Exit codes: 0 for success, non-zero for different error classes.
Error handling: validate early, raise meaningful exceptions, expose helpful messages to users.
UX: helpful --help, sensible defaults, progress indication, verbosity flags.

Think of the CLI as a small API for humans and other tools. Design it to be programmable (composeable) and predictable.

Step-by-Step Examples

We'll build a small real-world tool: etl-cli — a simplified CLI to kick off ETL jobs. It accepts commands (extract, transform, load), can read input from a file or stdin, outputs results to stdout or file, and supports verbosity and dry-run.

Minimal approach: argparse and functions

First, a straightforward implementation using argparse.

# etl_argparse.py
import argparse
import sys
import json
import logging
logger = logging.getLogger("etl")
def extract(source):
    """Simulate extraction: read JSON lines from source (file-like)."""
    for line in source:
        line = line.strip()
        if not line:
            continue
        yield json.loads(line)
def transform(records):
    """Simple transform: add a field."""
    for r in records:
        r["transformed"] = True
        yield r
def load(records, dest):
    """Write JSON lines to dest (file-like)."""
    count = 0
    for r in records:
        dest.write(json.dumps(r) + "\n")
        count += 1
    return count
def main(argv=None):
    parser = argparse.ArgumentParser(prog="etl-cli")
    parser.add_argument("--input", "-i", help="Input file (defaults to stdin)")
    parser.add_argument("--output", "-o", help="Output file (defaults to stdout)")
    parser.add_argument("--dry-run", action="store_true", help="Don't write output")
    parser.add_argument("--verbose", "-v", action="count", default=0)
    args = parser.parse_args(argv)
    logging.basicConfig(level=logging.WARNING - args.verbose * 10)
    in_f = open(args.input, "r") if args.input else sys.stdin
    out_f = open(args.output, "w") if args.output else sys.stdout
    try:
        records = extract(in_f)
        transformed = transform(records)
        if args.dry_run:
            for r in transformed:
                logger.info("DRY: %s", r)
            print("Dry run complete", file=sys.stderr)
            return 0
        count = load(transformed, out_f)
        logger.info("Loaded %d records", count)
        return 0
    except Exception as exc:
        logger.exception("ETL failed: %s", exc)
        return 2
    finally:
        if args.input:
            in_f.close()
        if args.output:
            out_f.close()
if __name__ == "__main__":
    raise SystemExit(main())

Line-by-line explanation:

import argparse, sys, json, logging: core modules we need.
logger = logging.getLogger("etl"): module logger for consistent messages.
extract(source): generator that yields parsed JSON lines — supports file-like objects and stdin.
transform(records): generator to demonstrate transformation, adds a flag.
load(records, dest): writes JSON lines to the destination and returns count.
main(argv=None): parses arguments, configures logging level using verbosity (-v increases verbosity).

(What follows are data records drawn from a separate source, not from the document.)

// external crates
use serde::Serialize;

/// Values of every variable at one point in time
///
/// `values[v][n]` is variable `v` at node `n`, in the order the variables are
/// listed in the [Header](crate::Header).
#[derive(Debug, Clone, PartialEq, Default, Serialize)]
pub struct TimeStep {
    /// Time of the step, usually seconds from the start of the simulation
    pub time: f64,
    /// One row of node values per variable
    pub values: Vec<Vec<f64>>,
}

impl TimeStep {
    pub fn new(time: f64, values: Vec<Vec<f64>>) -> Self {
        Self { time, values }
    }

    /// Node values of a single variable
    pub fn variable(&self, index: usize) -> Option<&[f64]> {
        self.values.get(index).map(|v| v.as_slice())
    }
}
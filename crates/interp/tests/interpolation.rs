//! Integration tests for setting node values from other data

use hydromesh_grid::{read_adcirc, write_adcirc, Mesh};
use hydromesh_interp::{
    assign_attributes, read_points, read_polygon_rows, IdwInterpolator, Polygon, TinInterpolator,
    NO_DATA,
};
use rstest::{fixture, rstest};

/// Eight triangles over a 20 x 20 square
#[fixture]
fn basin() -> Mesh {
    read_adcirc("./data/basin.grd").unwrap()
}

/// Plane z = x + 2y that stops short of x = 20
#[fixture]
fn surface() -> Mesh {
    read_adcirc("./data/surface.tin").unwrap()
}

#[rstest]
#[case(false, [0.0, 10.0, NO_DATA, 20.0, 30.0])]
#[case(true, [0.0, 10.0, 5.0, 20.0, 30.0])]
fn tin_interpolation(basin: Mesh, surface: Mesh, #[case] fill: bool, #[case] expected: [f64; 5]) {
    let tin = TinInterpolator::new(surface)
        .unwrap()
        .fill_nearest(fill)
        .disable_progress(true);

    let z = tin.apply(&basin).unwrap().z();
    for (value, expected) in z.iter().zip(expected) {
        assert!((value - expected).abs() < 1e-9, "{value} != {expected}");
    }
    assert_eq!(z[8], if fill { 65.0 } else { NO_DATA });
}

#[rstest]
#[case(1, -5.0)]
#[case(5, -5.0)]
fn idw_at_survey_points(basin: Mesh, #[case] k: usize, #[case] centre: f64) {
    let points = read_points("./data/points.csv").unwrap();
    let idw = IdwInterpolator::new(&points)
        .unwrap()
        .neighbours(k)
        .unwrap()
        .disable_progress(true);

    let z = idw.apply(&basin).unwrap().z();
    assert!((z[4] - centre).abs() < 1e-6);
    assert!((z[0] - 1.0).abs() < 1e-6);
    assert!((z[8] - 3.0).abs() < 1e-6);
}

#[rstest]
fn friction_zones(basin: Mesh) {
    let polygons = Polygon::from_rows(&read_polygon_rows("./data/zones.csv").unwrap()).unwrap();
    assert_eq!(polygons.len(), 2);

    let friction = assign_attributes(&basin, &polygons, true).unwrap();
    let z = friction.z();
    assert_eq!(z[4], 0.06);
    assert_eq!(z.iter().filter(|&&v| v == 0.025).count(), 8);

    // written with 3 decimals like every other ADCIRC output
    let dir = tempfile::tempdir().unwrap();
    let path = dir.path().join("friction.grd");
    write_adcirc(&friction, &path).unwrap();
    let text = std::fs::read_to_string(&path).unwrap();
    assert_eq!(text.lines().nth(6), Some("5 10.000 10.000 0.060"));
}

- args.input/args.output: default to stdin/stdout when not provided; this makes the tool composable. - logging.basicConfig(level=...): compute level by subtracting 10 per -v (WARNING->INFO->DEBUG). - in_f/out_f: open files only when specified; otherwise use sys.stdin/sys.stdout (do not close sys.stdin/out). - dry-run: demonstrates not writing output; useful for testing. - exceptions are caught; logger.exception logs stack trace and returns a non-zero exit code. - finally: close only files we explicitly opened.

if __name__ == "__main__": raise SystemExit(main()) — ensures proper exit codes.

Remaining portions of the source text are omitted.